When our brother the Emperor of the Greeks heard of this he was much upset, and he and our most beloved daughter the empress came to us in haste, and generously provided us and our princes with everything that we needed for our journey from his own resources. He brought us back almost by force to his palace in Constantinople, so that we might he speedily restored to health by his doctors. There he showed us greater honour, so we have heard, than had ever been demonstrated to any of our predecessors. We now plan to set off for Jerusalem on Quadragesima Sunday, we shall muster a new army there over Easter, and then travel on to Rohas [Edessa]. We ask that you yourself pray, and have your brothers also pray, that God should indeed deign to make our journey a success; and commend us to [the prayers of] all the faithful. We ourselves commend our son to your faithful care.

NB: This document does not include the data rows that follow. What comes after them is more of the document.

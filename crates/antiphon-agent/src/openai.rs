use crate::error::AgentError;
use crate::model::SessionOptions;
use crate::realtime::{ConversationItem, RealtimeProvider, RealtimeSession, SessionContext};
use crate::tools::{ToolDescriptor, ToolRegistry};
use async_trait::async_trait;
use futures_util::{SinkExt, StreamExt};
use serde::{Deserialize, Serialize};
use std::fmt;
use tokio::sync::{mpsc, oneshot, watch};
use tokio_tungstenite::connect_async;
use tokio_tungstenite::tungstenite::client::IntoClientRequest;
use tokio_tungstenite::tungstenite::http::header::{HeaderValue, AUTHORIZATION};
use tokio_tungstenite::tungstenite::Message;

/// Default realtime endpoint.
const DEFAULT_REALTIME_URL: &str = "wss://api.openai.com/v1/realtime";

/// Default realtime-capable model.
const DEFAULT_REALTIME_MODEL: &str = "gpt-4o-realtime-preview";

/// Outbound queue depth per session. Senders beyond this wait until the
/// socket writer catches up.
const OUTBOUND_BUFFER: usize = 64;

fn default_realtime_url() -> String {
    DEFAULT_REALTIME_URL.to_string()
}

fn default_realtime_model() -> String {
    DEFAULT_REALTIME_MODEL.to_string()
}

/// Settings for the OpenAI realtime provider.
#[derive(Debug, Clone, Deserialize)]
pub struct RealtimeConfig {
    /// WebSocket endpoint of the realtime API.
    #[serde(default = "default_realtime_url")]
    pub url: String,

    /// Model to request sessions for.
    #[serde(default = "default_realtime_model")]
    pub model: String,
}

impl Default for RealtimeConfig {
    fn default() -> Self {
        Self {
            url: default_realtime_url(),
            model: default_realtime_model(),
        }
    }
}

/// Session fields sent with `session.update`.
#[derive(Debug, Serialize)]
struct SessionConfig {
    #[serde(flatten)]
    options: SessionOptions,
    tools: Vec<ToolDescriptor>,
    tool_choice: &'static str,
}

/// Client-to-server events. Field layout follows the realtime wire format.
#[derive(Debug, Serialize)]
#[serde(tag = "type")]
enum ClientEvent {
    #[serde(rename = "session.update")]
    SessionUpdate { session: SessionConfig },
    #[serde(rename = "conversation.item.create")]
    ConversationItemCreate { item: ConversationItem },
    #[serde(rename = "response.create")]
    ResponseCreate,
}

/// Server-to-client events the adapter reacts to. Everything else,
/// including all audio traffic, lands in `Unhandled` and is dropped.
#[derive(Debug, Deserialize)]
#[serde(tag = "type")]
enum ServerEvent {
    #[serde(rename = "session.created")]
    SessionCreated,
    #[serde(rename = "response.function_call_arguments.done")]
    FunctionCallArgumentsDone {
        call_id: String,
        name: String,
        arguments: String,
    },
    #[serde(rename = "error")]
    Error { error: ApiErrorDetail },
    #[serde(other)]
    Unhandled,
}

#[derive(Debug, Deserialize)]
struct ApiErrorDetail {
    #[serde(default)]
    message: String,
}

/// Realtime provider backed by the OpenAI realtime API over WebSocket.
///
/// This adapter speaks only the session control plane: it configures the
/// session, appends conversation items, requests responses, and serves
/// function calls. Audio flows directly between the provider and the room
/// and never passes through here.
pub struct OpenAiRealtime {
    api_key: String,
    config: RealtimeConfig,
}

impl OpenAiRealtime {
    pub fn new(api_key: impl Into<String>, config: RealtimeConfig) -> Self {
        Self {
            api_key: api_key.into(),
            config,
        }
    }
}

impl fmt::Debug for OpenAiRealtime {
    fn fmt(&self, f: &mut fmt::Formatter<'_>) -> fmt::Result {
        f.debug_struct("OpenAiRealtime")
            .field("api_key", &"[REDACTED]")
            .field("config", &self.config)
            .finish()
    }
}

/// Serializes an event and queues it for the socket writer.
async fn send_event(tx: &mpsc::Sender<Message>, event: &ClientEvent) -> Result<(), AgentError> {
    let json = serde_json::to_string(event)?;
    tx.send(Message::Text(json.into()))
        .await
        .map_err(|_| AgentError::Session("realtime session is closed".to_string()))
}

#[async_trait]
impl RealtimeProvider for OpenAiRealtime {
    async fn start_session(
        &self,
        ctx: &SessionContext,
        options: SessionOptions,
        tools: ToolRegistry,
    ) -> Result<Box<dyn RealtimeSession>, AgentError> {
        let url = format!("{}?model={}", self.config.url, self.config.model);

        let mut request = url
            .into_client_request()
            .map_err(|e| AgentError::Session(e.to_string()))?;
        let auth = HeaderValue::from_str(&format!("Bearer {}", self.api_key))
            .map_err(|e| AgentError::Session(e.to_string()))?;
        request.headers_mut().insert(AUTHORIZATION, auth);
        request
            .headers_mut()
            .insert("OpenAI-Beta", HeaderValue::from_static("realtime=v1"));

        let (stream, _) = connect_async(request)
            .await
            .map_err(|e| AgentError::Session(e.to_string()))?;

        tracing::info!(
            room = %ctx.room_name,
            participant = %ctx.participant_identity,
            model = %self.config.model,
            "realtime socket connected"
        );

        let descriptors = tools.descriptors();
        let (mut ws_sink, mut ws_stream) = stream.split();

        let (outbound_tx, mut outbound_rx) = mpsc::channel::<Message>(OUTBOUND_BUFFER);
        let (ready_tx, ready_rx) = oneshot::channel::<Result<(), String>>();
        let (closed_tx, closed_rx) = watch::channel(false);

        // Writer: drains the outbound queue onto the socket. Stops after a
        // close frame so nothing is sent on a closing socket.
        tokio::spawn(async move {
            while let Some(message) = outbound_rx.recv().await {
                let closing = matches!(message, Message::Close(_));
                if ws_sink.send(message).await.is_err() || closing {
                    break;
                }
            }
            let _ = ws_sink.close().await;
        });

        // Reader: resolves the start handshake, serves function calls, and
        // marks the session closed when the socket ends.
        let registry = tools;
        let dispatch_tx = outbound_tx.clone();
        let room = ctx.room_name.clone();
        let mut ready = Some(ready_tx);
        tokio::spawn(async move {
            while let Some(message) = ws_stream.next().await {
                let message = match message {
                    Ok(message) => message,
                    Err(e) => {
                        tracing::warn!(room = %room, "realtime socket error: {}", e);
                        break;
                    }
                };

                let text = match message {
                    Message::Text(text) => text,
                    Message::Close(_) => break,
                    _ => continue,
                };

                let event = match serde_json::from_str::<ServerEvent>(text.as_str()) {
                    Ok(event) => event,
                    Err(e) => {
                        tracing::debug!(room = %room, "ignoring unparseable server event: {}", e);
                        continue;
                    }
                };

                match event {
                    ServerEvent::SessionCreated => {
                        tracing::info!(room = %room, "realtime session created");
                        if let Some(tx) = ready.take() {
                            let _ = tx.send(Ok(()));
                        }
                    }
                    ServerEvent::FunctionCallArgumentsDone {
                        call_id,
                        name,
                        arguments,
                    } => {
                        let registry = registry.clone();
                        let out = dispatch_tx.clone();
                        let room = room.clone();

                        // Calls may overlap; each runs in its own task so a
                        // slow tool does not stall the event loop.
                        tokio::spawn(async move {
                            let output = match registry.dispatch(&name, &arguments).await {
                                Ok(output) => output,
                                Err(e) => {
                                    tracing::warn!(
                                        room = %room,
                                        tool = %name,
                                        "tool call failed: {}",
                                        e
                                    );
                                    e.to_string()
                                }
                            };

                            let item = ClientEvent::ConversationItemCreate {
                                item: ConversationItem::FunctionCallOutput { call_id, output },
                            };
                            if send_event(&out, &item).await.is_ok() {
                                let _ = send_event(&out, &ClientEvent::ResponseCreate).await;
                            }
                        });
                    }
                    ServerEvent::Error { error } => {
                        tracing::warn!(room = %room, "realtime API error: {}", error.message);
                        if let Some(tx) = ready.take() {
                            let _ = tx.send(Err(error.message));
                        }
                    }
                    ServerEvent::Unhandled => {}
                }
            }

            if let Some(tx) = ready.take() {
                let _ = tx.send(Err("socket closed before session was created".to_string()));
            }
            let _ = closed_tx.send(true);
            tracing::info!(room = %room, "realtime session closed");
        });

        let session = OpenAiSession {
            outbound: outbound_tx,
            closed: closed_rx,
        };

        let update = ClientEvent::SessionUpdate {
            session: SessionConfig {
                options,
                tools: descriptors,
                tool_choice: "auto",
            },
        };
        session.send(&update).await?;

        match ready_rx.await {
            Ok(Ok(())) => Ok(Box::new(session)),
            Ok(Err(message)) => Err(AgentError::Session(message)),
            Err(_) => Err(AgentError::Session(
                "socket closed before session was created".to_string(),
            )),
        }
    }
}

/// A live session on the realtime socket.
struct OpenAiSession {
    outbound: mpsc::Sender<Message>,
    closed: watch::Receiver<bool>,
}

impl OpenAiSession {
    async fn send(&self, event: &ClientEvent) -> Result<(), AgentError> {
        send_event(&self.outbound, event).await
    }
}

#[async_trait]
impl RealtimeSession for OpenAiSession {
    async fn create_item(&self, item: ConversationItem) -> Result<(), AgentError> {
        self.send(&ClientEvent::ConversationItemCreate { item })
            .await
    }

    async fn create_response(&self) -> Result<(), AgentError> {
        self.send(&ClientEvent::ResponseCreate).await
    }

    async fn wait_closed(&self) {
        let mut closed = self.closed.clone();
        while !*closed.borrow_and_update() {
            if closed.changed().await.is_err() {
                break;
            }
        }
    }

    async fn close(&self) {
        let _ = self.outbound.send(Message::Close(None)).await;
    }
}

#[cfg(test)]
mod tests {
    use super::*;
    use crate::config::{AgentConfig, DEFAULT_PROMPT};
    use crate::weather::{WeatherConfig, WeatherTool};
    use std::sync::Arc;

    fn registry_with_weather() -> ToolRegistry {
        let mut registry = ToolRegistry::new();
        registry.register(Arc::new(WeatherTool::new(&WeatherConfig::default())));
        registry
    }

    #[test]
    fn session_update_carries_options_and_tools() {
        let event = ClientEvent::SessionUpdate {
            session: SessionConfig {
                options: SessionOptions::from(&AgentConfig::default()),
                tools: registry_with_weather().descriptors(),
                tool_choice: "auto",
            },
        };

        let json = serde_json::to_value(&event).expect("serialization should not fail");
        assert_eq!(json["type"], "session.update");
        assert_eq!(json["session"]["instructions"], DEFAULT_PROMPT);
        assert_eq!(json["session"]["tool_choice"], "auto");
        assert_eq!(json["session"]["tools"][0]["type"], "function");
        assert_eq!(json["session"]["tools"][0]["name"], "weather");
        assert!(
            json["session"].get("voice").is_none(),
            "unset voice must not appear in session.update"
        );
    }

    #[test]
    fn session_update_includes_a_configured_voice() {
        let config = AgentConfig {
            prompt: "You are brief.".to_string(),
            voice: Some("ash".to_string()),
        };
        let event = ClientEvent::SessionUpdate {
            session: SessionConfig {
                options: SessionOptions::from(&config),
                tools: Vec::new(),
                tool_choice: "auto",
            },
        };

        let json = serde_json::to_value(&event).expect("serialization should not fail");
        assert_eq!(json["session"]["voice"], "ash");
    }

    #[test]
    fn response_create_is_a_bare_event() {
        let json =
            serde_json::to_value(ClientEvent::ResponseCreate).expect("serialization should not fail");
        assert_eq!(json, serde_json::json!({ "type": "response.create" }));
    }

    #[test]
    fn item_create_matches_the_conversation_wire_shape() {
        let event = ClientEvent::ConversationItemCreate {
            item: ConversationItem::assistant_text("hello"),
        };

        let json = serde_json::to_value(&event).expect("serialization should not fail");
        assert_eq!(json["type"], "conversation.item.create");
        assert_eq!(json["item"]["type"], "message");
        assert_eq!(json["item"]["role"], "assistant");
        assert_eq!(json["item"]["content"][0]["text"], "hello");
    }

    #[test]
    fn function_call_events_parse() {
        let raw = r#"{
            "type": "response.function_call_arguments.done",
            "event_id": "event_123",
            "response_id": "resp_1",
            "item_id": "item_1",
            "output_index": 0,
            "call_id": "call_1",
            "name": "weather",
            "arguments": "{\"location\":\"Paris\"}"
        }"#;

        let event: ServerEvent = serde_json::from_str(raw).expect("event should parse");
        match event {
            ServerEvent::FunctionCallArgumentsDone {
                call_id,
                name,
                arguments,
            } => {
                assert_eq!(call_id, "call_1");
                assert_eq!(name, "weather");
                assert_eq!(arguments, r#"{"location":"Paris"}"#);
            }
            other => panic!("unexpected event: {:?}", other),
        }
    }

    #[test]
    fn session_created_parses_with_extra_fields() {
        let event: ServerEvent = serde_json::from_str(
            r#"{"type":"session.created","event_id":"e1","session":{"id":"sess_1"}}"#,
        )
        .expect("session.created should parse");
        assert!(matches!(event, ServerEvent::SessionCreated));
    }

    #[test]
    fn unknown_server_events_are_ignored() {
        let event: ServerEvent =
            serde_json::from_str(r#"{"type":"response.audio.delta","delta":"AAAA"}"#)
                .expect("unknown events should still parse");
        assert!(matches!(event, ServerEvent::Unhandled));
    }

    #[test]
    fn api_key_is_redacted_in_debug_output() {
        let provider = OpenAiRealtime::new("sk-secret", RealtimeConfig::default());
        let debug = format!("{:?}", provider);
        assert!(debug.contains("[REDACTED]"));
        assert!(!debug.contains("sk-secret"));
    }
}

3-King Louis VII gives news of the Crusade to his regent, Abbot Suger (March/April 1148)

Louis, by the grace of God King of the French and Duke of the Aquitanians, to Suger, venerable Abbot of St. Denis, greeting and [his] grace. It is our duty to send news of our affairs in the East as quickly we can to you, who are dear to us. For we know that you have a heartfelt desire to hear about them, and nothing can make us happier than for you to receive good news about us.

After we had departed the frontiers of our kingdom, the Lord favoured our journey, and He brought us in good health and unharmed as far as Constantinople, and by Divine mercy with our whole army safe and in excellent spirits. There we were joyfully and honourably received by the emperor. After remaining there for a little while to gather the supplies that seemed to be needed, we sailed across the Bosphorus and commenced our march through Romania. However, we suffered great damage in these regions, both through the treachery of the emperor and through our own fault, and we were indeed threatened by many and grave perils.

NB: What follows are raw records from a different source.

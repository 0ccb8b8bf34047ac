use crate::error::ToolError;
use crate::tools::Tool;
use async_trait::async_trait;
use serde::Deserialize;
use serde_json::{json, Value};

/// Default endpoint for weather lookups. Answers plain-text conditions,
/// e.g. "Sunny +25°C" for `?format=%C+%t`.
const DEFAULT_WEATHER_URL: &str = "https://wttr.in";

fn default_weather_url() -> String {
    DEFAULT_WEATHER_URL.to_string()
}

/// Settings for the weather tool.
#[derive(Debug, Clone, Deserialize)]
pub struct WeatherConfig {
    /// Base URL of the weather service.
    #[serde(default = "default_weather_url")]
    pub base_url: String,
}

impl Default for WeatherConfig {
    fn default() -> Self {
        Self {
            base_url: default_weather_url(),
        }
    }
}

#[derive(Debug, Deserialize)]
struct WeatherArgs {
    location: String,
}

/// Fetches current conditions for a location and phrases them for the
/// model.
///
/// Holds no per-call state; concurrent calls share only the HTTP client.
#[derive(Debug, Clone)]
pub struct WeatherTool {
    client: reqwest::Client,
    base_url: String,
}

impl WeatherTool {
    pub fn new(config: &WeatherConfig) -> Self {
        Self {
            client: reqwest::Client::new(),
            base_url: config.base_url.trim_end_matches('/').to_string(),
        }
    }

    /// Looks up the weather for a location.
    ///
    /// The location is forwarded verbatim; validating it is the weather
    /// service's job. A non-success status becomes a [`ToolError`] carrying
    /// the status code, and transport failures propagate as-is. No retries:
    /// the model decides what to tell the user when a lookup fails.
    pub async fn lookup(&self, location: &str) -> Result<String, ToolError> {
        let url = format!("{}/{}?format=%C+%t", self.base_url, location);

        tracing::debug!(location = %location, "fetching weather");

        let response = self.client.get(&url).send().await?;

        if !response.status().is_success() {
            return Err(ToolError::UpstreamStatus {
                service: "Weather API",
                status: response.status(),
            });
        }

        let weather = response.text().await?;
        Ok(format!(
            "The weather in {} right now is {}.",
            location,
            weather.trim()
        ))
    }
}

#[async_trait]
impl Tool for WeatherTool {
    fn name(&self) -> &str {
        "weather"
    }

    fn description(&self) -> &str {
        "Get the weather in a location"
    }

    fn parameters(&self) -> Value {
        json!({
            "type": "object",
            "properties": {
                "location": {
                    "type": "string",
                    "description": "The location to get the weather for"
                }
            },
            "required": ["location"]
        })
    }

    async fn call(&self, arguments: Value) -> Result<String, ToolError> {
        let args: WeatherArgs = serde_json::from_value(arguments)?;
        self.lookup(&args.location).await
    }
}
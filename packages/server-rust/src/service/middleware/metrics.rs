//! Request metrics for the admin dispatcher.
//!
//! Every request gets an `admin_request` span carrying its path, status and
//! duration, plus `meta_http_requests_total{path,status}` and
//! `meta_http_request_duration_seconds{path}` in the `metrics` registry.

use std::convert::Infallible;
use std::future::Future;
use std::pin::Pin;
use std::task::{Context, Poll};
use std::time::Instant;

use tower::{Layer, Service};
use tracing::{info_span, Instrument};

use crate::service::request::HttpRequest;
use crate::service::response::HttpResponse;

/// Label used for requests that matched no operation, so unknown paths do
/// not create new series.
const UNMATCHED_PATH: &str = "unmatched";

/// Metric label for a response: the registered route, never the raw path,
/// so `/meta/apps/` and `/meta/apps` share one series.
fn path_label(response: &HttpResponse) -> String {
    response
        .matched_path()
        .unwrap_or(UNMATCHED_PATH)
        .to_string()
}

// ---------------------------------------------------------------------------
// MetricsLayer
// ---------------------------------------------------------------------------

#[derive(Debug, Clone)]
pub struct MetricsLayer;

impl<S> Layer<S> for MetricsLayer {
    type Service = MetricsService<S>;

    fn layer(&self, inner: S) -> Self::Service {
        MetricsService { inner }
    }
}

// ---------------------------------------------------------------------------
// MetricsService
// ---------------------------------------------------------------------------

/// Service wrapper that records duration and outcome of each admin request.
#[derive(Debug, Clone)]
pub struct MetricsService<S> {
    inner: S,
}

impl<S> Service<HttpRequest> for MetricsService<S>
where
    S: Service<HttpRequest, Response = HttpResponse, Error = Infallible> + Send,
    S::Future: Send + 'static,
{
    type Response = HttpResponse;
    type Error = Infallible;
    type Future = Pin<Box<dyn Future<Output = Result<HttpResponse, Infallible>> + Send>>;

    fn poll_ready(&mut self, cx: &mut Context<'_>) -> Poll<Result<(), Self::Error>> {
        self.inner.poll_ready(cx)
    }

    fn call(&mut self, req: HttpRequest) -> Self::Future {
        let span = info_span!(
            "admin_request",
            method = %req.method(),
            path = %req.path(),
            status = tracing::field::Empty,
            duration_ms = tracing::field::Empty,
        );

        let fut = self.inner.call(req);

        Box::pin(
            async move {
                let start = Instant::now();
                let response = match fut.await {
                    Ok(response) => response,
                    Err(never) => match never {},
                };
                let elapsed = start.elapsed();

                let status = response.status();
                let label = path_label(&response);

                #[allow(clippy::cast_possible_truncation)]
                let duration_ms = elapsed.as_millis() as u64;
                let span = tracing::Span::current();
                span.record("status", status.as_u16());
                span.record("duration_ms", duration_ms);

                metrics::counter!(
                    "meta_http_requests_total",
                    "path" => label.clone(),
                    "status" => status.as_str().to_string()
                )
                .increment(1);
                metrics::histogram!("meta_http_request_duration_seconds", "path" => label)
                    .record(elapsed.as_secs_f64());

                tracing::debug!(status = status.as_u16(), duration_ms, "admin request complete");

                Ok(response)
            }
            .instrument(span),
        )
    }
}

// ---------------------------------------------------------------------------
// Tests
// ---------------------------------------------------------------------------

For we were spared neither the vicious ambush of robbers nor the serious difficulties of the route, and faced daily battles with the Turks who with the emperor's permission entered his lands to harry the soldiery of Christ, and who strove with all their might to harm us. Since in many places it was impossible to find food, the people were soon suffering from hunger. And on one particular day Divine judgement exacted punishment for our sins, and a number of our barons were killed. For among those who died on the climb into the mountains of Laodicea the Lesser and in the region round about were our blood-relation the Count of Warenne, Rainald of Tonnerre, Manasses de Bulles, Walter de Montjay, Everard of Breteuil, and many more, the list of whom will be announced at a more favourable moment than the present, since our grief does not allow us to speak further about them now. We ourselves frequently risked death, but on each occasion were saved by Divine grace.

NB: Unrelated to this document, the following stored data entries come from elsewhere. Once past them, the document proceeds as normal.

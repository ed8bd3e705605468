use std::collections::BTreeMap;
use std::time::{SystemTime, UNIX_EPOCH};

use async_trait::async_trait;
use meta_admin_core::{
    AppSnapshot, BackupPolicyStatus, BulkLoadStartCommand, BulkLoadStatus, ClusterInfo,
    DuplicationStatus, ManualCompactionCommand, NodeInfo, UsageScenario,
};

use crate::service::operation::MetaError;

/// Leadership as observed at one instant.
///
/// Never cached across requests: the leader can change between two calls.
#[derive(Debug, Clone, Default, PartialEq, Eq)]
pub struct Leadership {
    /// `true` if this node is the elected primary meta server.
    pub is_leader: bool,
    /// `host:port` of the node believed to be primary, if known.
    pub leader_address: Option<String>,
}

impl Leadership {
    #[must_use]
    pub fn leader(address: impl Into<String>) -> Self {
        Self {
            is_leader: true,
            leader_address: Some(address.into()),
        }
    }

    #[must_use]
    pub fn follower(leader_address: Option<String>) -> Self {
        Self {
            is_leader: false,
            leader_address,
        }
    }
}

/// Operation surface of the metadata service consumed by the admin handlers.
///
/// The admin layer holds no locks across these calls and never retries them.
/// Mutating operations must fail with `MetaError::LeadershipLost` if this
/// node stops being primary between admission and execution.
#[async_trait]
pub trait MetaService: Send + Sync {
    /// Returns `true` if this node is the current primary.
    fn is_current_leader(&self) -> bool;

    /// Returns the `host:port` of the current primary, if known.
    fn current_leader_address(&self) -> Option<String>;

    /// Reads both leadership facts. Implementations backed by a single
    /// snapshot should override this so the two facts agree.
    fn leadership(&self) -> Leadership {
        Leadership {
            is_leader: self.is_current_leader(),
            leader_address: self.current_leader_address(),
        }
    }

    /// Looks up one app with its partition configurations.
    async fn get_app_info(&self, app_name: &str) -> Result<AppSnapshot, MetaError>;

    /// Lists every known app.
    async fn list_apps(&self) -> Result<Vec<AppSnapshot>, MetaError>;

    /// Lists every known replica server.
    async fn list_nodes(&self) -> Result<Vec<NodeInfo>, MetaError>;

    async fn get_cluster_info(&self) -> Result<ClusterInfo, MetaError>;

    async fn get_app_envs(&self, app_name: &str) -> Result<BTreeMap<String, String>, MetaError>;

    /// Merges `envs` into the app's environment.
    async fn set_app_envs(
        &self,
        app_name: &str,
        envs: BTreeMap<String, String>,
    ) -> Result<(), MetaError>;

    /// Status of the named backup policies; an empty slice means all policies.
    async fn get_backup_policy_status(
        &self,
        names: &[String],
    ) -> Result<Vec<BackupPolicyStatus>, MetaError>;

    async fn get_duplication_status(&self, app_name: &str)
        -> Result<DuplicationStatus, MetaError>;

    /// Admits a bulk load; the download itself proceeds in the background.
    async fn start_bulk_load(&self, command: BulkLoadStartCommand) -> Result<(), MetaError>;

    async fn get_bulk_load_status(&self, app_name: &str) -> Result<BulkLoadStatus, MetaError>;

    /// Schedules a manual compaction by writing its app envs.
    async fn start_manual_compaction(
        &self,
        command: ManualCompactionCommand,
    ) -> Result<(), MetaError> {
        let now_secs = SystemTime::now()
            .duration_since(UNIX_EPOCH)
            .map_or(0, |d| d.as_secs());
        self.set_app_envs(&command.app_name, command.to_app_envs(now_secs))
            .await
    }

    /// Switches the app's storage tuning profile by writing its app env.
    async fn set_usage_scenario(
        &self,
        app_name: &str,
        scenario: UsageScenario,
    ) -> Result<(), MetaError> {
        self.set_app_envs(app_name, scenario.to_app_envs()).await
    }
}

We escaped the attacks of the Turks and, protected by the Lord, arrived at Attalia with our army safe. There we had frequent and prolonged discussions as to the best way to continue our journey, and the general opinion of the bishops and princes was that, since our horses had for a long time been worn down by hunger and the hardships of the journey, and the way forward was beset with great difficulty, we should hurry on to Antioch by ship. We followed their advice, and on the Friday after the middle of Lent we and the majority of our princes arrived safely by sea at the aforesaid city, and it is from there that we have had this letter dispatched to you. As for the rest, all our work is in the hand of God, who, as we trust in him, will not abandon us who have our hopes in him, but will guide His enterprise to a glorious conclusion.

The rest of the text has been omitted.